You're looking for Property Maps. From the docs:
Property maps are a way of associating additional information to the vertices, edges or to the graph itself. There are thus three types of property maps: vertex, edge and graph. All of them are handled by the same class, PropertyMap.
Property maps are far more flexible than simple edge weights because you can attach arbitrary objects to graph nodes and edges, but using them to map edges to floating-point or integer values can achieve the same effect.
Example code from the documentation:
from itertools import izip
from numpy.random import randint
g = Graph()
g.add_vertex(100)
# insert some random links
for s,t in izip(randint(0, 100, 100), randint(0, 100, 100)):
g.add_edge(g.vertex(s), g.vertex(t))
vprop_double = g.new_vertex_property("double") # Double-precision floating point
vprop_double[g.vertex(10)] = 3.1416
vprop_vint = g.new_vertex_property("vector<int>") # Vector of ints
vprop_vint[g.vertex(40)] = [1, 3, 42, 54]
eprop_dict = g.new_edge_property("object") # Arbitrary python object.
eprop_dict[g.edges().next()] = {"foo": "bar", "gnu": 42} # In this case, a dict.

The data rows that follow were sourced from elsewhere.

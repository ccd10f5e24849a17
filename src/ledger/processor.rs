//! Per-block message processing.
//!
//! ## Block Flow
//!
//! 1. Resolve [`ProtocolParameters`] for the block and reset the outbound
//!    queue's per-block counter.
//! 2. Apply each message in order. A validation failure queues a refund of
//!    the message's inbound funds and emits a refund event; any other failure
//!    is logged. Either way processing moves on to the next message.
//! 3. Run the end-block hooks: migration batches out of retiring vaults, then
//!    bond refunds of nodes whose Yggdrasil vault has drained.
//! 4. Return a [`BlockReceipt`] carrying the state root.
//!
//! ## Example
//!
//! ```
//! use liquidity_core::ledger::BlockProcessor;
//! use liquidity_core::params::ProtocolVersion;
//! use liquidity_core::store::{Keeper, MemoryStore};
//!
//! let mut processor = BlockProcessor::new(Keeper::new(MemoryStore::new()), ProtocolVersion::new(1, 105, 0));
//! let receipt = processor.process_block(1, &[]).unwrap();
//! assert!(receipt.is_empty());
//! assert_eq!(receipt.state_root, processor.keeper().state_root());
//! ```

use tracing::{debug, error, info, warn};

use crate::errors::{LedgerError, Result};
use crate::ledger::bond::{handle_bond, handle_leave, handle_unbond, validate_bond, validate_unbond};
use crate::ledger::liquidity::{add_liquidity, withdraw_liquidity};
use crate::ledger::msg::LedgerMsg;
use crate::ledger::ragnarok::{
    begin_retirement, handle_ragnarok_observation, migrate_retiring_vaults, process_ragnarok_refunds,
};
use crate::outbound::{OutboundQueue, SlabOutboundQueue};
use crate::params::{Mimir, ProtocolParameters, ProtocolVersion};
use crate::store::{Keeper, MemoryStore, Store};
use crate::types::{emit_or_log, refund_memo, BlockReceipt, Event, EventLog, TxOutItem};

/// Applies ordered ledger messages block by block
#[derive(Debug)]
pub struct BlockProcessor<S: Store = MemoryStore> {
    keeper: Keeper<S>,
    queue: SlabOutboundQueue,
    events: EventLog,
    version: ProtocolVersion,
    mimir: Mimir,
}

impl<S: Store> BlockProcessor<S> {
    pub fn new(keeper: Keeper<S>, version: ProtocolVersion) -> Self {
        Self {
            keeper,
            queue: SlabOutboundQueue::default(),
            events: EventLog::new(),
            version,
            mimir: Mimir::default(),
        }
    }

    pub fn keeper(&self) -> &Keeper<S> {
        &self.keeper
    }

    pub fn keeper_mut(&mut self) -> &mut Keeper<S> {
        &mut self.keeper
    }

    pub fn queue(&self) -> &SlabOutboundQueue {
        &self.queue
    }

    pub fn queue_mut(&mut self) -> &mut SlabOutboundQueue {
        &mut self.queue
    }

    /// Governance overrides applied from the next block on
    pub fn mimir_mut(&mut self) -> &mut Mimir {
        &mut self.mimir
    }

    pub fn version(&self) -> ProtocolVersion {
        self.version
    }

    pub fn set_version(&mut self, version: ProtocolVersion) {
        self.version = version;
    }

    /// Events emitted by the last processed block
    pub fn events(&self) -> &[Event] {
        self.events.events()
    }

    /// Apply `msgs` in order at `height`
    ///
    /// # Errors
    ///
    /// Only fails if no parameters exist for the configured version. Message
    /// and end-block failures are logged and counted, never returned.
    pub fn process_block(&mut self, height: u64, msgs: &[LedgerMsg]) -> Result<BlockReceipt> {
        let params = ProtocolParameters::resolve(self.version, &self.mimir)?;
        self.queue.set_per_block_limit(params.max_outbound_items_per_block());
        self.queue.begin_block(height);
        self.events.drain();

        let mut failed = 0u64;
        for msg in msgs {
            match self.apply(&params, msg, height) {
                Ok(()) => debug!(height, msg = msg.name(), tx_id = %msg.tx_id(), "message applied"),
                Err(err) if err.is_validation() => {
                    failed += 1;
                    self.refund(msg, &err);
                }
                Err(err) => {
                    failed += 1;
                    error!(height, msg = msg.name(), tx_id = %msg.tx_id(), %err, "fail to apply message");
                }
            }
        }
        self.end_block(&params, height);

        let receipt = BlockReceipt::new(
            height,
            msgs.len() as u64,
            failed,
            self.events.len() as u64,
            self.queue.added_this_block() as u64,
            self.keeper.state_root(),
        );
        info!(
            height,
            processed = receipt.messages_processed,
            failed,
            events = receipt.events_emitted,
            outbound = receipt.outbound_queued,
            state_root = %receipt.state_root_hex(),
            "block processed"
        );
        Ok(receipt)
    }

    fn apply(&mut self, params: &ProtocolParameters, msg: &LedgerMsg, height: u64) -> Result<()> {
        let Self {
            keeper, queue, events, ..
        } = self;
        match msg {
            LedgerMsg::AddLiquidity(m) => add_liquidity(keeper, params, events, m, height).map(|_| ()),
            LedgerMsg::WithdrawLiquidity(m) => withdraw_liquidity(keeper, queue, events, m).map(|_| ()),
            LedgerMsg::Bond(m) => {
                validate_bond(keeper, params, m)?;
                handle_bond(keeper, params, events, m, height)
            }
            LedgerMsg::Unbond(m) => {
                validate_unbond(keeper, params, m)?;
                handle_unbond(keeper, params, queue, events, m, height).map(|_| ())
            }
            LedgerMsg::Leave(m) => handle_leave(keeper, m),
            LedgerMsg::Ragnarok(obs) => handle_ragnarok_observation(keeper, params, queue, events, obs),
            LedgerMsg::Churn(vault) => begin_retirement(keeper, vault, height),
        }
    }

    /// Send a rejected message's inbound funds back
    ///
    /// A refund event is only emitted when at least one coin was scheduled.
    fn refund(&mut self, msg: &LedgerMsg, reason: &LedgerError) {
        let tx_id = msg.tx_id();
        let mut coins = Vec::new();
        for (to, coin) in msg.refundable() {
            let item = TxOutItem::new(to, coin.clone(), tx_id.clone(), refund_memo(&tx_id));
            match self.queue.unsafe_add(item) {
                Ok(()) => coins.push(coin),
                Err(err) => error!(%tx_id, %coin, %err, "fail to schedule refund"),
            }
        }
        if coins.is_empty() {
            warn!(msg = msg.name(), %tx_id, %reason, "message rejected, nothing to refund");
            return;
        }
        warn!(msg = msg.name(), %tx_id, %reason, refunded = coins.len(), "message rejected");
        emit_or_log(
            &mut self.events,
            Event::Refund {
                tx_id,
                reason: reason.to_string(),
                coins,
            },
        );
    }

    fn end_block(&mut self, params: &ProtocolParameters, height: u64) {
        match migrate_retiring_vaults(&mut self.keeper, params, &mut self.queue, &mut self.events, height) {
            Ok(0) => {}
            Ok(scheduled) => info!(height, scheduled, "ragnarok migrations scheduled"),
            Err(err) => error!(height, %err, "fail to migrate retiring vaults"),
        }
        match process_ragnarok_refunds(&mut self.keeper, params, &mut self.queue, &mut self.events, height) {
            Ok(0) => {}
            Ok(nodes) => info!(height, nodes, "ragnarok bond refunds complete"),
            Err(err) => error!(height, %err, "fail to process ragnarok refunds"),
        }
    }
}

// ============================================================================
// Unit Tests
// ============================================================================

gprop_bool = g.new_edge_property("bool") # Boolean
gprop_bool[g] = True
For the second part of your question, here is the graph-tool drawing and layout documentation, which contains a few different algorithms you can use for the graph display instead of graph_draw
. Take a look at the algorithms that accept an edge property map as an input argument. I haven't used them before, but it looks like passing in the correct edge weight property map when you create the layout object should take care of the edge length scaling for you.